Monday, June 11, 2012

Ode to a Wine Glass

I pride myself on not being attached to stuff.  If there was a fire, I've always assumed that once my family and dog are out of the house, I would be torn between grabbing my jewelry box and tossing a few handfuls of fiction literature out the window.  The other stuff?  Not so much.

I mean, we are about to move, and I hate that there is so much stuff.  I pack box after box of weighty tomes, clothes, dishes, theatre props, desk supplies, computer equipment... you name it.  And I keep thinking, wow, I have hardly even touched the stuff I use on a daily basis.  I am purging, trust me.  I have filled the dumpster a dozen times so far, and have sold stuff, and plan to have a huge moving sale.  I expect the movers (the same local company we used four years ago) to marvel at the empty(ish) house...

But, apparently, I am a liar.

I have this bad habit of not washing my wine glasses.  I let the counter get crowded with three or four well rinsed but unwashed glasses.  I don't want to have anything else in the drainboard when I wash them--I've broken a glass or two that way, and hate cleaning up the broken glass.  So, I had five glasses waiting to be cleaned, and finally had an empty drainboard.

Two were white wine glasses with twisty stems that I purchased at a yard sale.  The other three were part of a set of four purchased by Wine Friend, as a gift for my birthday.  They are lovely Shiraz glasses by Riedel.  Three years ago, I would have just loved that someone bought me elegant wine glasses (and from Williams Sonoma!), but being a little more educated now, I recognize the care with which these glasses were chosen.  He's been bringing wine out for almost two years now, and knows not only on what I like, but what kinds of wine I tend to  purchase for myself.  He also knew that I'd been drinking wine out of glasses that don't do justice to them.  (You don't have to be a wine snob to recognize that the shape of a glass can enhance or distract.)  It probably wasn't a difficult purchase, but it showed that he knew what I liked and would appreciate, and chose to purchase it for me.

I love these glasses, I am sure you can tell.  But I didn't know I loved them until I broke one last night while washing it.  For a shocked moment, I looked at the soapy broken glass.  And then I began to weep.  Not just cry a little.  Weep.  The Husband helped me gather the broken pieces, and offered to finish up for me.  I went upstairs, sat on the floor by my bed, and just wept.

It's just stuff, right?  I still have three, right?  It's just a fucking wine glass, right?

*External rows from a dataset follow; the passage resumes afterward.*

//! Whole-pipeline tests: scripted SD card → FAT16 → buffer engine → SAI
//! pump, with the transport driven through the player's input queue.
// Integration test file: unwrap/indexing are intentional test mechanisms.
#![allow(
    clippy::unwrap_used,
    clippy::indexing_slicing,
    clippy::cast_possible_truncation,
)]

use fat16::image::{pattern, ImageBuilder};
use firmware::audio::{pump_once, SampleSink, StreamHandle, StreamSignal};
use firmware::sd::sim::{SimChipSelect, SimKind, SimulatedCard};
use firmware::{mount_library, Player, SdCard, TransportAction};
use platform::config::{DEFAULT_VOLUME, MAX_TRACKS, VOLUME_STEP};
use platform::mocks::{MockCodec, MockInput};
use platform::{Button, HeadphoneVolume, InputEvent};
use playback::{Direction, PlaybackBufferEngine, PollOutcome, StreamBuffers};

const N: usize = 512;

type Card = SdCard<SimulatedCard, SimChipSelect>;
type TestPlayer<'a> = Player<'a, Card, MockCodec, MockInput, N, MAX_TRACKS>;

#[derive(Default)]
struct Recorder {
    words: Vec<u16>,
}

impl SampleSink for Recorder {
    type Error = core::convert::Infallible;

    async fn write(&mut self, samples: &[u16]) -> Result<(), Self::Error> {
        self.words.extend_from_slice(samples);
        Ok(())
    }
}

fn wav(samples: &[u8]) -> Vec<u8> {
    let mut h = Vec::with_capacity(44 + samples.len());
    h.extend_from_slice(b"RIFF");
    h.extend_from_slice(&(36 + samples.len() as u32).to_le_bytes());
    h.extend_from_slice(b"WAVEfmt ");
    h.extend_from_slice(&16u32.to_le_bytes());
    h.extend_from_slice(&1u16.to_le_bytes());
    h.extend_from_slice(&2u16.to_le_bytes());
    h.extend_from_slice(&44_100u32.to_le_bytes());
    h.extend_from_slice(&176_400u32.to_le_bytes());
    h.extend_from_slice(&4u16.to_le_bytes());
    h.extend_from_slice(&16u16.to_le_bytes());
    h.extend_from_slice(b"data");
    h.extend_from_slice(&(samples.len() as u32).to_le_bytes());
    h.extend_from_slice(samples);
    h
}

fn words(bytes: &[u8]) -> Vec<u16> {
    bytes
        .chunks_exact(2)
        .map(|p| u16::from_le_bytes([p[0], p[1]]))
        .collect()
}

fn player<'a>(buffers: &'a StreamBuffers<N>, files: &[(&[u8; 11], Vec<u8>)]) -> TestPlayer<'a> {
    let mut b = ImageBuilder::new().sectors_per_cluster(2).data_clusters(128);
    for (name, data) in files {
        b.file(name, data);
    }
    let sim = SimulatedCard::new(SimKind::Sdhc, b.build());
    let cs = sim.chip_select();
    let library = mount_library(SdCard::new(sim, cs)).unwrap();
    let engine = PlaybackBufferEngine::new(library.volume, buffers, library.playlist).unwrap();
    Player::new(
        engine,
        MockCodec::new(),
        MockInput::new(),
        HeadphoneVolume::new(DEFAULT_VOLUME),
    )
}

#[tokio::test]
async fn streams_a_track_to_the_end_and_moves_on() {
    let a = pattern(3 * N + 100, 1);
    let b = pattern(4 * N, 2);
    let buffers = StreamBuffers::<N>::new();
    let mut player = player(
        &buffers,
        &[(b"FIRST   WAV", wav(&a)), (b"SECOND  WAV", wav(&b))],
    );

    let armed = StreamSignal::new();
    player.start(&mut StreamHandle::new(&armed)).unwrap();
    assert!(armed.signaled());

    let mut sink = Recorder::default();
    let mut scratch = [0u16; N / 2];

    pump_once(&mut sink, &buffers, &mut scratch).await.unwrap();
    assert_eq!(player.run_once().await.unwrap().outcome, PollOutcome::Refilled);

    pump_once(&mut sink, &buffers, &mut scratch).await.unwrap();
    assert_eq!(player.run_once().await.unwrap().outcome, PollOutcome::TrackChanged);
    assert_eq!(player.engine().playlist().index(), 1);
    assert_eq!(player.engine().transitions(), 1);
    assert_eq!(
        (player.codec().mute_writes(), player.codec().unmute_writes()),
        (1, 1)
    );

    // Two buffers out: the first two blocks of the first track, in order.
    assert_eq!(sink.words, words(&a[..2 * N]));

    // Front is in flight again after two flips and was re-primed first.
    pump_once(&mut sink, &buffers, &mut scratch).await.unwrap();
    assert_eq!(sink.words[N..], words(&b[..N])[..]);
}

#[tokio::test]
async fn buttons_drive_volume_pause_and_skips() {
    let files = [
        (b"A       WAV", wav(&pattern(4 * N, 3))),
        (b"B       WAV", wav(&pattern(4 * N, 4))),
        (b"C       WAV", wav(&pattern(4 * N, 5))),
    ];
    let buffers = StreamBuffers::<N>::new();
    let mut player = player(&buffers, &files);
    player.start(&mut StreamHandle::new(&StreamSignal::new())).unwrap();

    player
        .input_mut()
        .add_event(InputEvent::ShortPress(Button::VolumeUp))
        .unwrap();
    let step = player.run_once().await.unwrap();
    let louder = HeadphoneVolume::new(DEFAULT_VOLUME + VOLUME_STEP);
    assert_eq!(step.outcome, PollOutcome::Idle);
    assert_eq!(step.last_action, Some(TransportAction::Volume(louder)));
    assert_eq!(player.codec().volume(), louder);
    assert_eq!(player.volume(), louder);

    player
        .input_mut()
        .add_event(InputEvent::Hold(Button::VolumeDown))
        .unwrap();
    let step = player.run_once().await.unwrap();
    assert_eq!(
        step.last_action,
        Some(TransportAction::Skipped(Direction::Previous))
    );
    assert_eq!(player.engine().playlist().index(), 2);

    let input = player.input_mut();
    input.add_event(InputEvent::ShortPress(Button::Play)).unwrap();
    input.add_event(InputEvent::Hold(Button::VolumeUp)).unwrap();
    let step = player.run_once().await.unwrap();
    assert_eq!(step.events, 2);
    assert_eq!(
        step.last_action,
        Some(TransportAction::Skipped(Direction::Next))
    );
    assert_eq!(player.engine().playlist().index(), 0);
    // Paused before the skip: the new track stays muted.
    assert!(player.codec().is_muted());
}

#[tokio::test]
async fn volume_clamps_at_the_top_of_the_range() {
    let buffers = StreamBuffers::<N>::new();
    let mut player = player(&buffers, &[(b"ONLY    WAV", wav(&pattern(2 * N, 6)))]);
    player.start(&mut StreamHandle::new(&StreamSignal::new())).unwrap();

    for _ in 0..16 {
        player
            .input_mut()
            .add_event(InputEvent::ShortPress(Button::VolumeUp))
            .unwrap();
    }
    let step = player.run_once().await.unwrap();
    assert_eq!(step.events, 16);
    assert_eq!(player.codec().volume().get(), 79);
}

I pride myself on being practical.  Why buy nice clothes if they are just going to be out of fashion in two years? (investment or quirky pieces, it all comes from Target or is on sale.)  Why buy a new car if my Honda Civic is still working and likely to continue working as long as I maintain it (mileage over 165K!)?  Why buy a new book if I can just check it out at the library or borrow it from a friend to see if I like the author enough to spend money on it? (Sookie Stackhouse novels, yes.  "Shades of Grey", god no...)

But I like wine.  I don't buy rotgut because I don't like it.  Not being independently wealthy, I won't buy bottles of wine that are over $20 unless there is a sale, and when I find something I like and is reasonably priced, I may buy several bottles more.  I am no oenophile, but I am semi-literate.  Those glasses were a gift from someone vastly more educated in wine than I am, selected to help me enjoy what I do drink at home.

Wine Friend visited Saturday night, and the three of us were sitting around discussing life, the universe, and everything.  And I said that this world is pretty terrible, and that even though I recognized the misery in the world, I felt like I was just a spoiled housewife who contributed nothing to make it better.  And Wine Friend shot me down, saying that Husband and the Boy would argue, and that I bring joy to those around me, and to the arts community, and to him.

Sober, I can agree with that assessment.  I do bring joy to many people around me.  I cannot save the world perhaps, but I do what I can to bring light to the world around me.  I spend countless hours helping to organize a tour of artists studios, which helps the local economy, brings artists and the community together, and educates the public about the arts in general.  The visual arts produce material objects that please people, and serve a purpose.  Every morning I drink my coffee from mugs produced by local potters.  My walls are covered in visual art that pleases me.

Appreciating a few material objects is not embracing materialism--there is a middle ground that I have never really recognized.  Yes, I absolutely object to the endless consumerism of modern life-- and am frustrated with the amount of stuff that we all seem driven to acquire.  I still have no desire to continue to upgrade just because I can.

But I do have a few items in my possession that genuinely make me happy.  My hardcover edition of "The Sun Also Rises" was bound with the cover on upside down.  When I was fifteen, I took it to Mexico and read while imagining myself as a glamorous ex-pat in another country.  My engagement ring is lovely and was designed especially for me by the Husband, who was instructed to get a ring that I couldn't hurt myself with.  He did that AND recycled diamonds-- very cool ring, and cool of him to do it.  I like the story almost as much as the ring.  So surely I can recognize that joy can come from an object that holds special meaning to me.

Even a wine glass given to me by a good friend.